AIM OF THE EXERCISE —
Work through the data below and give the number of lines holding "trips", nothing more.

Stored items —
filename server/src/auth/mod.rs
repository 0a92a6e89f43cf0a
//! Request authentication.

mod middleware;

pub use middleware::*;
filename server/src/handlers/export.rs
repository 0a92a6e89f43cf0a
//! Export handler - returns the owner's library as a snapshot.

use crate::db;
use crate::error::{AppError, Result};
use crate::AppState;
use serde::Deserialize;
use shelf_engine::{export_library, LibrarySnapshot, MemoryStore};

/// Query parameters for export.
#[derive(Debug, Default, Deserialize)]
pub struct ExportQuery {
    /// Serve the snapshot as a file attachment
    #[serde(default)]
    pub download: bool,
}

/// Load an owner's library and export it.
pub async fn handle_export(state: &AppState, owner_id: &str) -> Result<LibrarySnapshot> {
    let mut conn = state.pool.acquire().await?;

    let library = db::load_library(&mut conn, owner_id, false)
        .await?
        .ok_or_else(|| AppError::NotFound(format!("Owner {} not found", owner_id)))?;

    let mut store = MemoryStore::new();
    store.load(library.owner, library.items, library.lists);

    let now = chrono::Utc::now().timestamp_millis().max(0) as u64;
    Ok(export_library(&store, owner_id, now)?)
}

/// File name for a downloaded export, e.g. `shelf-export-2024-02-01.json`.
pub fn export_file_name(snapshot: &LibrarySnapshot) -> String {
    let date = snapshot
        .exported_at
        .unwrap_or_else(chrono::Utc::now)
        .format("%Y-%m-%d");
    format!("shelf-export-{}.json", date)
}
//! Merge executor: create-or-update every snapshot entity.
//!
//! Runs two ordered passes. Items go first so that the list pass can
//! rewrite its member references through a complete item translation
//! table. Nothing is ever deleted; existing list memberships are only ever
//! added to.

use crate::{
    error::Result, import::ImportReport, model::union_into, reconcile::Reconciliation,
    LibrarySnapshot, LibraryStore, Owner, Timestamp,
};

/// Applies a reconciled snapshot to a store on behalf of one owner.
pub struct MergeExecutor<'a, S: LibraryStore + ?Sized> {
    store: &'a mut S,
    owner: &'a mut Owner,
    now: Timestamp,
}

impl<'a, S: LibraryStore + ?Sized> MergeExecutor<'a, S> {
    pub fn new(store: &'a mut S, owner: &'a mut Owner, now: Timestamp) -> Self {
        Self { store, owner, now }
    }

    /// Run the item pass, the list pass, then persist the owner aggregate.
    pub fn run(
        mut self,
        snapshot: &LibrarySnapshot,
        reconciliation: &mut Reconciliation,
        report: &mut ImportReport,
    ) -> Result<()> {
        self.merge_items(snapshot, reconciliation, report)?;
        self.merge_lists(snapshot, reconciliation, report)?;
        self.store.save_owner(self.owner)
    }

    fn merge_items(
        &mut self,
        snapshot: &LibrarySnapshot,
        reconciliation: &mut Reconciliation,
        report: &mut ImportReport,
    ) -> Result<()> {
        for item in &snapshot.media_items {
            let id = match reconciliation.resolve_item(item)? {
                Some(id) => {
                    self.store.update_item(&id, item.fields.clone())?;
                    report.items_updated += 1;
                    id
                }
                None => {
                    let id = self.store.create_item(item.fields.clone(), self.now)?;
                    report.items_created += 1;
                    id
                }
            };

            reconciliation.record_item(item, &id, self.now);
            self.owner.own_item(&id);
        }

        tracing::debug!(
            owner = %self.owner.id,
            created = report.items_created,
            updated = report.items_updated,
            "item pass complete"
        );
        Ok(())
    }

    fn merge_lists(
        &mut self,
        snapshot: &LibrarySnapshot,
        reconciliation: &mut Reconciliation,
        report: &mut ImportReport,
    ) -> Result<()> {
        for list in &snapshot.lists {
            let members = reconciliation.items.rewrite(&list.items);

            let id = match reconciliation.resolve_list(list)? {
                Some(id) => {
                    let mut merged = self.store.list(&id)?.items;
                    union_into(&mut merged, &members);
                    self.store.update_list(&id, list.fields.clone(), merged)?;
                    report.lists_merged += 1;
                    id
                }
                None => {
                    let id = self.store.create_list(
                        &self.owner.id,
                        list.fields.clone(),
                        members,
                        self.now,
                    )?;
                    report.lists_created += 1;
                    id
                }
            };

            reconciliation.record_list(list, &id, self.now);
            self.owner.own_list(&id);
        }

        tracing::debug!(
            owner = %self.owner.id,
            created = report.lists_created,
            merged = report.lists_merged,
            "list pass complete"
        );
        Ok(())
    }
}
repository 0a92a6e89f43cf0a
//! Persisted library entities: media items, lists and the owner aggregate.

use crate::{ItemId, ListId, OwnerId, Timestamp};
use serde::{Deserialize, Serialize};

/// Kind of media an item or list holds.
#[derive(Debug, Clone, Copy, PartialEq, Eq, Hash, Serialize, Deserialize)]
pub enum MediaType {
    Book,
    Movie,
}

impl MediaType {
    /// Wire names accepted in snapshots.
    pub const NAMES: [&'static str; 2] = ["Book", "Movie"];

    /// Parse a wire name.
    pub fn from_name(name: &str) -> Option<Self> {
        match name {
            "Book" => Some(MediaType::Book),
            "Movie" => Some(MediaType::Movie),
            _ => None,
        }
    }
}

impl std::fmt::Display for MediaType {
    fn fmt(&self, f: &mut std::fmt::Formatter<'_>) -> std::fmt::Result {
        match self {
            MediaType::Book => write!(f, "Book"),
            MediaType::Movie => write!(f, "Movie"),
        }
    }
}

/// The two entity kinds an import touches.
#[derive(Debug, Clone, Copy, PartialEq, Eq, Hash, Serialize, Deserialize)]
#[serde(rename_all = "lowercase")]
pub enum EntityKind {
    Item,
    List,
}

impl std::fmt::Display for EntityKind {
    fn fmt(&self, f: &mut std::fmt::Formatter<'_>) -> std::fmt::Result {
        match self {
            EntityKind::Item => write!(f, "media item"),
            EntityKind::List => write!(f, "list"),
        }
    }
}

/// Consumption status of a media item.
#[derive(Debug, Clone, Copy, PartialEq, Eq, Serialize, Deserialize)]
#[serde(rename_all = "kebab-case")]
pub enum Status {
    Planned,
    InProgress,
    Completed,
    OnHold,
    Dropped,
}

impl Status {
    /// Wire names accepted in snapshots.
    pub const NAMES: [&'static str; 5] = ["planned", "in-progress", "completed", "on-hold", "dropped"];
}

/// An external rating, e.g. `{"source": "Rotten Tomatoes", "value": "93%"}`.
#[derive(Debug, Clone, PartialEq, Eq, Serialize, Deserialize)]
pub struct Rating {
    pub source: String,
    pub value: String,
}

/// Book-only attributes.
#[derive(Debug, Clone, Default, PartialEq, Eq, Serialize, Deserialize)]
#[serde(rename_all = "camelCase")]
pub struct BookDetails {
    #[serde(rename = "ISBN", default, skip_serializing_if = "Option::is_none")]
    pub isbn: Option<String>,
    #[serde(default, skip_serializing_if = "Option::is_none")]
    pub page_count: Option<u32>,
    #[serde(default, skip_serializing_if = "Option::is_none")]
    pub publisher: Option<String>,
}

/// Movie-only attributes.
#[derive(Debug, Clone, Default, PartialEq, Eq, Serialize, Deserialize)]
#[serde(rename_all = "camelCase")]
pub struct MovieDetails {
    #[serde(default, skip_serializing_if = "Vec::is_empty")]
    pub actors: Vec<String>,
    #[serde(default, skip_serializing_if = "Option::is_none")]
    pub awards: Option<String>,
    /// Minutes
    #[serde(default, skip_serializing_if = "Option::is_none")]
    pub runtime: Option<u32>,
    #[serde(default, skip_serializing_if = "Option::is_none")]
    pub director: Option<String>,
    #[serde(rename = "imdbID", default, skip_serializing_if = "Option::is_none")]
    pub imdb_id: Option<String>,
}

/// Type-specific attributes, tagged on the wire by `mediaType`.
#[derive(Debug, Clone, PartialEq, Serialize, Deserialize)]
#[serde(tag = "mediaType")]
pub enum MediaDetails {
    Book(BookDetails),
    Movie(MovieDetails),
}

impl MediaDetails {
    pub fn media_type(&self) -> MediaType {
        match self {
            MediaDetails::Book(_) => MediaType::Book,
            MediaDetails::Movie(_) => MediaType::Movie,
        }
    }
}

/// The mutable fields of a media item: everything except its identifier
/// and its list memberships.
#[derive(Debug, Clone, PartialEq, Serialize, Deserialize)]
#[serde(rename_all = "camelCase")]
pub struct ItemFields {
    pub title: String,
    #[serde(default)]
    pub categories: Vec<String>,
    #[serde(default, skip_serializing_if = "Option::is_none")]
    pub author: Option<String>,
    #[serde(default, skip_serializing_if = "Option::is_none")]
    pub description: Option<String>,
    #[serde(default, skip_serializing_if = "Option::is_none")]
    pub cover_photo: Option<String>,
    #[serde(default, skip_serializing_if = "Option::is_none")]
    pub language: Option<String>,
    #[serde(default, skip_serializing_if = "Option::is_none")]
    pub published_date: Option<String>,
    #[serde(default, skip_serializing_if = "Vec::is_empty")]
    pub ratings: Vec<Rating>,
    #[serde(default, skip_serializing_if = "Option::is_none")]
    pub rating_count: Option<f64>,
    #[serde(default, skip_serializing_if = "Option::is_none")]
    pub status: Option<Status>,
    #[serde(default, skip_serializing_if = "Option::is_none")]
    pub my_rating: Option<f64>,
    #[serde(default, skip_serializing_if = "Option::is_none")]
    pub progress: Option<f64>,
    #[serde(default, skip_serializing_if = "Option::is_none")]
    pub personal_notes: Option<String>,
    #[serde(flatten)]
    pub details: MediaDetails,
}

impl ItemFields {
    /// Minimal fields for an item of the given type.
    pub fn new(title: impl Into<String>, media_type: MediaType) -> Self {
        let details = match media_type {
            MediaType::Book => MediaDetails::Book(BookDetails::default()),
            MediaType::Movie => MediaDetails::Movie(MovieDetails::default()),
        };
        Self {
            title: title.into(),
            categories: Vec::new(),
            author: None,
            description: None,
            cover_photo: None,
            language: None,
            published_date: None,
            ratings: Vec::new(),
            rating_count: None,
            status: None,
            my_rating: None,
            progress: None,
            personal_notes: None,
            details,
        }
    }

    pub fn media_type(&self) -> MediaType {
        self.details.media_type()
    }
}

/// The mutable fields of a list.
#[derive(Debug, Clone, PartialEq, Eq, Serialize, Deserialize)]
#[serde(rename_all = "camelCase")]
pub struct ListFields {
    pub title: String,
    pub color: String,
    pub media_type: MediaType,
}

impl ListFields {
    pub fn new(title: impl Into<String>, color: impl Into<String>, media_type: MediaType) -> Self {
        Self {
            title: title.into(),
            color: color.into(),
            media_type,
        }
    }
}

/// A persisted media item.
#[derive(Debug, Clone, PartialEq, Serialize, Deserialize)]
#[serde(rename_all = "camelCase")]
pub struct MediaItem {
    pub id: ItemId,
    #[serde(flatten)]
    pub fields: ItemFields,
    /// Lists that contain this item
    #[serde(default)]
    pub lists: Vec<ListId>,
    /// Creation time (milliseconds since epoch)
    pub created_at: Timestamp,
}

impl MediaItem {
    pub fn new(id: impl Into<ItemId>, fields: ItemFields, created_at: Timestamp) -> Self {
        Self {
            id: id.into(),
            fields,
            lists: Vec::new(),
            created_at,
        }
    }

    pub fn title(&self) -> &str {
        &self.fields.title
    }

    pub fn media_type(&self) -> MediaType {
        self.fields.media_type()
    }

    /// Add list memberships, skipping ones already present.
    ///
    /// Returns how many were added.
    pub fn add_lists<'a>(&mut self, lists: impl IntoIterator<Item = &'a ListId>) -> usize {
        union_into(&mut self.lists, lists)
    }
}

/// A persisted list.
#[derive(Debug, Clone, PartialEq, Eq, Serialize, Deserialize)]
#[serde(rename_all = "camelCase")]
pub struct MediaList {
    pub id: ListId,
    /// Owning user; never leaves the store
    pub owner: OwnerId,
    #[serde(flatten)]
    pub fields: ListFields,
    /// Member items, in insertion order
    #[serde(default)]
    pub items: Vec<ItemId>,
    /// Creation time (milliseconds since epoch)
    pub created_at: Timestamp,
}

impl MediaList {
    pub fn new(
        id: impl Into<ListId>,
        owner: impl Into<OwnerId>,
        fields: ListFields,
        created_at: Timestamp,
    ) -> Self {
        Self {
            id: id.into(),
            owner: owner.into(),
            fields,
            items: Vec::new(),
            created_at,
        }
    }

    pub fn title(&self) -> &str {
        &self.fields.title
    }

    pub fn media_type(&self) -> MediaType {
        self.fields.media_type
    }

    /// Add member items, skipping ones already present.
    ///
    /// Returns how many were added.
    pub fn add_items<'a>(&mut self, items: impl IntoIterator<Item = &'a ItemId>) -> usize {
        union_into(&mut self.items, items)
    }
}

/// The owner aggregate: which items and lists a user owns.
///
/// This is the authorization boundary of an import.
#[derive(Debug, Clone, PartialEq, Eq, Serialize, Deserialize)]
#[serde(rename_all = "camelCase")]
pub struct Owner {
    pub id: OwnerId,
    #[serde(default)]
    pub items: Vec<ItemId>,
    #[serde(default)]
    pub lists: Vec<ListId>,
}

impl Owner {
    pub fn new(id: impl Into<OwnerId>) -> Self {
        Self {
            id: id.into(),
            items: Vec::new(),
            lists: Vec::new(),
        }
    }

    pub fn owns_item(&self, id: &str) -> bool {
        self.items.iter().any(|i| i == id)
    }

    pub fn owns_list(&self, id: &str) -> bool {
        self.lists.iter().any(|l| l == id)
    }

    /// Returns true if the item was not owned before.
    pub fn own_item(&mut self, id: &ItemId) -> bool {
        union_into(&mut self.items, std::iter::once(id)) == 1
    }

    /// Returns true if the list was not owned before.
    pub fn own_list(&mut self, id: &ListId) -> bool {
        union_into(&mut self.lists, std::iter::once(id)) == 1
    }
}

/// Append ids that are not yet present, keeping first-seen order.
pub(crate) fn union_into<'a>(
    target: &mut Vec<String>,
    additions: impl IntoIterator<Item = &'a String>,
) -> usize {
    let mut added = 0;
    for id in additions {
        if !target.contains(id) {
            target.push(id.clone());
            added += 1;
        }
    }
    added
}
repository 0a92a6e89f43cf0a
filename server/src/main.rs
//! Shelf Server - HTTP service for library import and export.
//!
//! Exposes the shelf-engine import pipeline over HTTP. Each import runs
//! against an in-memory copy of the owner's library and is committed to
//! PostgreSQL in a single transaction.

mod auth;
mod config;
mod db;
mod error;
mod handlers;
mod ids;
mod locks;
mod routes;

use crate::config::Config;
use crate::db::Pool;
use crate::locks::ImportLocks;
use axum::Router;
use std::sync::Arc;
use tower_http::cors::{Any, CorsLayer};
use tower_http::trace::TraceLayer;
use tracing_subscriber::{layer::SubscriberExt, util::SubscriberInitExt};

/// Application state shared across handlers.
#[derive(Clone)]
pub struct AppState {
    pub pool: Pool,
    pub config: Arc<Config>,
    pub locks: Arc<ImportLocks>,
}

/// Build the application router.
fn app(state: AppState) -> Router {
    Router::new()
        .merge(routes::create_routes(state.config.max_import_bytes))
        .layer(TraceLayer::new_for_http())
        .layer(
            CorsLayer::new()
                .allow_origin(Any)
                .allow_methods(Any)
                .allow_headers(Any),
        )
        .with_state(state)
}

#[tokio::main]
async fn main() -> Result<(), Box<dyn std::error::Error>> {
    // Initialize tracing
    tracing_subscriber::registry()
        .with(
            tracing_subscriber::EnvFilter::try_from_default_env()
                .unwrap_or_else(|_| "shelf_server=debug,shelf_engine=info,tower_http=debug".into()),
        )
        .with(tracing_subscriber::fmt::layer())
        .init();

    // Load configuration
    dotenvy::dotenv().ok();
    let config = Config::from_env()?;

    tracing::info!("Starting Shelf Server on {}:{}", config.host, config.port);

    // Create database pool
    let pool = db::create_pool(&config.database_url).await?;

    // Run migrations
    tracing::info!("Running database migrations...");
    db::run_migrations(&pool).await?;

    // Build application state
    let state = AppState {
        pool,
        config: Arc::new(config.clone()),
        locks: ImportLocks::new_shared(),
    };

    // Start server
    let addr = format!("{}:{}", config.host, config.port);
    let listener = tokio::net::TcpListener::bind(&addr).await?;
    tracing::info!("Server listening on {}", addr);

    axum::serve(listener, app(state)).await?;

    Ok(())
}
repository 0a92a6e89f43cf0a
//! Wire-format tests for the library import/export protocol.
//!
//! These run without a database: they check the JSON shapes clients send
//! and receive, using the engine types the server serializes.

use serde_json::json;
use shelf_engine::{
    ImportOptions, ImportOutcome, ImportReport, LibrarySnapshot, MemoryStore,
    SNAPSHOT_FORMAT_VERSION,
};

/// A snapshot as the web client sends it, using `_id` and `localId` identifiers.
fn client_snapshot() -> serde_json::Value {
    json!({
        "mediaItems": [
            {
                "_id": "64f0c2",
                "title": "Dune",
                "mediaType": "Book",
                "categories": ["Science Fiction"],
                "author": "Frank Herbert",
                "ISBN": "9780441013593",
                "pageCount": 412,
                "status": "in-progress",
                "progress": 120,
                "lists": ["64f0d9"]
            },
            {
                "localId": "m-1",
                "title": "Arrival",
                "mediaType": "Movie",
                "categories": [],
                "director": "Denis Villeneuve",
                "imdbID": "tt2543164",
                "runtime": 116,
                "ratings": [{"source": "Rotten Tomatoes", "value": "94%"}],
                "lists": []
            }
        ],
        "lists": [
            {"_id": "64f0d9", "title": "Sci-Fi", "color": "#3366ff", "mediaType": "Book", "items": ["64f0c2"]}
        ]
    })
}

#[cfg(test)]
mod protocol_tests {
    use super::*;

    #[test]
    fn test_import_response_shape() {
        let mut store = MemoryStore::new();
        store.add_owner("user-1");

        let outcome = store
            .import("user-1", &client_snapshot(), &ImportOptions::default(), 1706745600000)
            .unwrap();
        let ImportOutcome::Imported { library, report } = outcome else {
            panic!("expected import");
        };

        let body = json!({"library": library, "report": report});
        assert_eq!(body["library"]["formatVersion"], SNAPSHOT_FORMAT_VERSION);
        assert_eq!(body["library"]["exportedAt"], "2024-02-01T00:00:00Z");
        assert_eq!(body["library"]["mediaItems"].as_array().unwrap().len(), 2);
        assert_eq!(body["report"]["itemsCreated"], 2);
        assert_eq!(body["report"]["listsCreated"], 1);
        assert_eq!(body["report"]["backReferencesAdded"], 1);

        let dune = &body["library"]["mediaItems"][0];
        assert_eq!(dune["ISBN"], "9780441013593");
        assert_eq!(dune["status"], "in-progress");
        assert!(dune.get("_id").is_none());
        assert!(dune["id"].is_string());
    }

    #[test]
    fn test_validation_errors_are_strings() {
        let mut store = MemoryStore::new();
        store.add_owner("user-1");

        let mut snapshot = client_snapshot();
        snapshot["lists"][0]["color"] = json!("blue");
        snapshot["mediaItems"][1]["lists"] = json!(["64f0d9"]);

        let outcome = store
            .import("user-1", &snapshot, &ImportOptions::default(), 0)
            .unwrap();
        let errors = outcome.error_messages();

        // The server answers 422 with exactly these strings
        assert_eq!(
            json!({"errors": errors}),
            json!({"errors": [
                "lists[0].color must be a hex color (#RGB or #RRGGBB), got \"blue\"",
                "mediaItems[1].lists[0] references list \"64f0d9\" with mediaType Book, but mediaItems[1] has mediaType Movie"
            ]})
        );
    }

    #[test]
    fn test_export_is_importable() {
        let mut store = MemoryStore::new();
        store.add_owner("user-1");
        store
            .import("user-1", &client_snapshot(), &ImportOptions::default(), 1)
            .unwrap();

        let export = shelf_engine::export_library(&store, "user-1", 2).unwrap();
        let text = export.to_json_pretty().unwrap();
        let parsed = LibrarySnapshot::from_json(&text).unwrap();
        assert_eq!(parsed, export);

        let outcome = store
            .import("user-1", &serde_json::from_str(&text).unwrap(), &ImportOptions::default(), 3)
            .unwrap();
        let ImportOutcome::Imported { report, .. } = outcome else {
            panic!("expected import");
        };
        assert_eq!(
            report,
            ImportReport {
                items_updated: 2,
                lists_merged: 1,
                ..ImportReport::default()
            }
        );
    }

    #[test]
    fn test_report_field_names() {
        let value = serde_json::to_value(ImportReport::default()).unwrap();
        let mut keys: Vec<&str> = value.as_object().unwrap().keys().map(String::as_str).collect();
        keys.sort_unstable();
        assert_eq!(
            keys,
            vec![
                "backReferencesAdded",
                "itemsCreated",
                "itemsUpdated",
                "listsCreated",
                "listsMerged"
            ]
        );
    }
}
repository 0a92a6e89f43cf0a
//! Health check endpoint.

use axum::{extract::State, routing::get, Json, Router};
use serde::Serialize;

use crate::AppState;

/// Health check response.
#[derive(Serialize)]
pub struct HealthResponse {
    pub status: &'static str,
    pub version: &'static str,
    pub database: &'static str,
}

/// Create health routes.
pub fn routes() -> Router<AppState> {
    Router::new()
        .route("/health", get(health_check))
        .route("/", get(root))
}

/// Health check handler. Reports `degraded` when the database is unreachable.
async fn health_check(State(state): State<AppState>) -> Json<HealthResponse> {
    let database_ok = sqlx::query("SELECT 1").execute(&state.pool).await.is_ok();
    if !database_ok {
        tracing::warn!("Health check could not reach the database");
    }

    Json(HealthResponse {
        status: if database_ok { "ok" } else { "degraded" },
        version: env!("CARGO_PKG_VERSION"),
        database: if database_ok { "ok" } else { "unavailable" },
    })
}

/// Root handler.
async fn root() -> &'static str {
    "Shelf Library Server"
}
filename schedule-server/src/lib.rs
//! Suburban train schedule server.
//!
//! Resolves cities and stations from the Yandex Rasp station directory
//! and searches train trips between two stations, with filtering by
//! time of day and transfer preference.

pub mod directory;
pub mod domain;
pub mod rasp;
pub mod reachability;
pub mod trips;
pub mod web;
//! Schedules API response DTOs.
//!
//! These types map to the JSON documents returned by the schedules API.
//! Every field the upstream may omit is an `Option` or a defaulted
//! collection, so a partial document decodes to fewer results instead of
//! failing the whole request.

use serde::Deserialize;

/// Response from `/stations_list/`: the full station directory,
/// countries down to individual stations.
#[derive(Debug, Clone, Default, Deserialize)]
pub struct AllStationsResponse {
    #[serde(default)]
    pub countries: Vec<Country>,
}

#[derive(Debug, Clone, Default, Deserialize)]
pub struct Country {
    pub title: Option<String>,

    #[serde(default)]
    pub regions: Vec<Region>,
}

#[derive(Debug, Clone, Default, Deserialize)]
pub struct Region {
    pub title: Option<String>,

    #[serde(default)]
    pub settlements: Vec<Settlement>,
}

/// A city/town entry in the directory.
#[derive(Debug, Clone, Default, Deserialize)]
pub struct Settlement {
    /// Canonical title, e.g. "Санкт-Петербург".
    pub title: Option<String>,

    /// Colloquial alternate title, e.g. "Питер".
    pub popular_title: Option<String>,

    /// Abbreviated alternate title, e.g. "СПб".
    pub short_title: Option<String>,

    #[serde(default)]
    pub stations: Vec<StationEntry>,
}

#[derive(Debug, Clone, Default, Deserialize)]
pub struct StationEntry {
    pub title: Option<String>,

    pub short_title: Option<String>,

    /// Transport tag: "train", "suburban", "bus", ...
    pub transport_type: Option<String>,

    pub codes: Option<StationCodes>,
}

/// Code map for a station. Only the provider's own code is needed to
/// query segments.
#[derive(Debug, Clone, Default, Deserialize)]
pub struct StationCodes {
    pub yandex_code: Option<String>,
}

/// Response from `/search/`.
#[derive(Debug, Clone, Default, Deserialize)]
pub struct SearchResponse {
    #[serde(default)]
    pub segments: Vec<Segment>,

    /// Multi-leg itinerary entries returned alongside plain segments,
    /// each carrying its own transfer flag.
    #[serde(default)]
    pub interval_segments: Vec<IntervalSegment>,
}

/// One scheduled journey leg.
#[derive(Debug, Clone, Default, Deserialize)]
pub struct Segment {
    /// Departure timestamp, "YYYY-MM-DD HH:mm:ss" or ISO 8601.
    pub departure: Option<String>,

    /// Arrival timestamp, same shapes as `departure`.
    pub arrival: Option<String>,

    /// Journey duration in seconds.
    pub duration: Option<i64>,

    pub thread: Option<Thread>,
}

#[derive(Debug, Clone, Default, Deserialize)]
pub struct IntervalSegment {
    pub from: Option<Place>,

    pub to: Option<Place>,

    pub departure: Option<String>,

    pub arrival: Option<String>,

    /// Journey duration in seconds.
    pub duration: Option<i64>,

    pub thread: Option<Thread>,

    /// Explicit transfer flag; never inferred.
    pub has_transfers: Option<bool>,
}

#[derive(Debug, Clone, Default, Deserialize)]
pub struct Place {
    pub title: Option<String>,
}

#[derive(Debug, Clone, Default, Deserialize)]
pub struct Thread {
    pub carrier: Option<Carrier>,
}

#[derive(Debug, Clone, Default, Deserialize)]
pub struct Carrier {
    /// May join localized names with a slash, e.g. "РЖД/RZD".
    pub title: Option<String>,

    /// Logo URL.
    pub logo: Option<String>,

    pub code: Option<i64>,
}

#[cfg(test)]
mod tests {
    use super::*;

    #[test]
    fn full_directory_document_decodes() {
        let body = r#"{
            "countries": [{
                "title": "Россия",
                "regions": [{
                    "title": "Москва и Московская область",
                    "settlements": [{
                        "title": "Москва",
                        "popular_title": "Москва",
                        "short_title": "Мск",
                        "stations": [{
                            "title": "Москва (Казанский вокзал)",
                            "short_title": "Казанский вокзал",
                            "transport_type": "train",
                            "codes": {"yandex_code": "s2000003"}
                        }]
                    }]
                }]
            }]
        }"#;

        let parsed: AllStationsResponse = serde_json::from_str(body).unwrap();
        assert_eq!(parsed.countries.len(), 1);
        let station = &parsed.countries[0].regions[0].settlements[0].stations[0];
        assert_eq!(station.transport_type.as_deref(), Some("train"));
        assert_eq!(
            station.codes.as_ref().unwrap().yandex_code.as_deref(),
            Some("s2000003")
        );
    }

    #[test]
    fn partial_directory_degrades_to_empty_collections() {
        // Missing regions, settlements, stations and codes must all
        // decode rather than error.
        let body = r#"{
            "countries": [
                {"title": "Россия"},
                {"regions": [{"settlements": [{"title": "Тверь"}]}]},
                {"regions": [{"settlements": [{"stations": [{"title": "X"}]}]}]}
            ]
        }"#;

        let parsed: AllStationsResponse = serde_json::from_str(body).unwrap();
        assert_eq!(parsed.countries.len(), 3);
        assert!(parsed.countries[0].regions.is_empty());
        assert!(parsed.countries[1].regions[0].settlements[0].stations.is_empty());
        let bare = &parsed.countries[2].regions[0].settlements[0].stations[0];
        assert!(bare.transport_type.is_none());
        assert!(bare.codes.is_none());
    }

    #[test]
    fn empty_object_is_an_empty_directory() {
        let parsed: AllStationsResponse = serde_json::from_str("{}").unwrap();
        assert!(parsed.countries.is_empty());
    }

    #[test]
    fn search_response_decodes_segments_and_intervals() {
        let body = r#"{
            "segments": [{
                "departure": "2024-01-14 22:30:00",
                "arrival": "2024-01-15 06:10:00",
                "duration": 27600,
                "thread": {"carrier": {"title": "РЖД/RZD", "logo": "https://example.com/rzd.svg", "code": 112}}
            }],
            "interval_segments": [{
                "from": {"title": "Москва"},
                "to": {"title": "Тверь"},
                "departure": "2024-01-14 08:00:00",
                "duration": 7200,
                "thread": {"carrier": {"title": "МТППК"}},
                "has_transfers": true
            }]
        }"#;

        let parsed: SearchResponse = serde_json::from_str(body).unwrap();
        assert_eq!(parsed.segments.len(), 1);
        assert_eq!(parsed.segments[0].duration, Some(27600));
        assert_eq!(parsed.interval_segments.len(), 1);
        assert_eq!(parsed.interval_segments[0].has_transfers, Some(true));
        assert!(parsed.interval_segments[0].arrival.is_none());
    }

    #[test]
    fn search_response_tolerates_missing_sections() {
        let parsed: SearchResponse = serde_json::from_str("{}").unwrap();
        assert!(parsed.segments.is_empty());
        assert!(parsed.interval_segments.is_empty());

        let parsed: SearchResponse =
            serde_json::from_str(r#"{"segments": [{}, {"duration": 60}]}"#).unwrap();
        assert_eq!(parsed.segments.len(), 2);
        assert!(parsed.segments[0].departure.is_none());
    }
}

SOLUTION FOR THIS TASK —
2